--- PROBLEM TO SOLVE ---
Nothing in the records may be dropped. Retype them all exactly.
═════ MATERIALS PROVIDED
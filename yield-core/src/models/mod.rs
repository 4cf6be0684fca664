mod fund;
mod proportions;
mod state;
mod tax_bracket;
mod yield_result;

pub use fund::{FundCategory, FundRecord};
pub use proportions::TaxProportions;
pub use state::StateDirectory;
pub use tax_bracket::{BracketTable, BracketTableError, TaxBracket};
pub use yield_result::{RankedFund, YieldResult};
══════════
--- RESPONSE ---
filename yield-core/src/models/mod.rs
repository 4cf6be0684fca664
mod fund;
mod proportions;
mod state;
mod tax_bracket;
mod yield_result;

pub use fund::{FundCategory, FundRecord};
pub use proportions::TaxProportions;
pub use state::StateDirectory;
pub use tax_bracket::{BracketTable, BracketTableError, TaxBracket};
pub use yield_result::{RankedFund, YieldResult};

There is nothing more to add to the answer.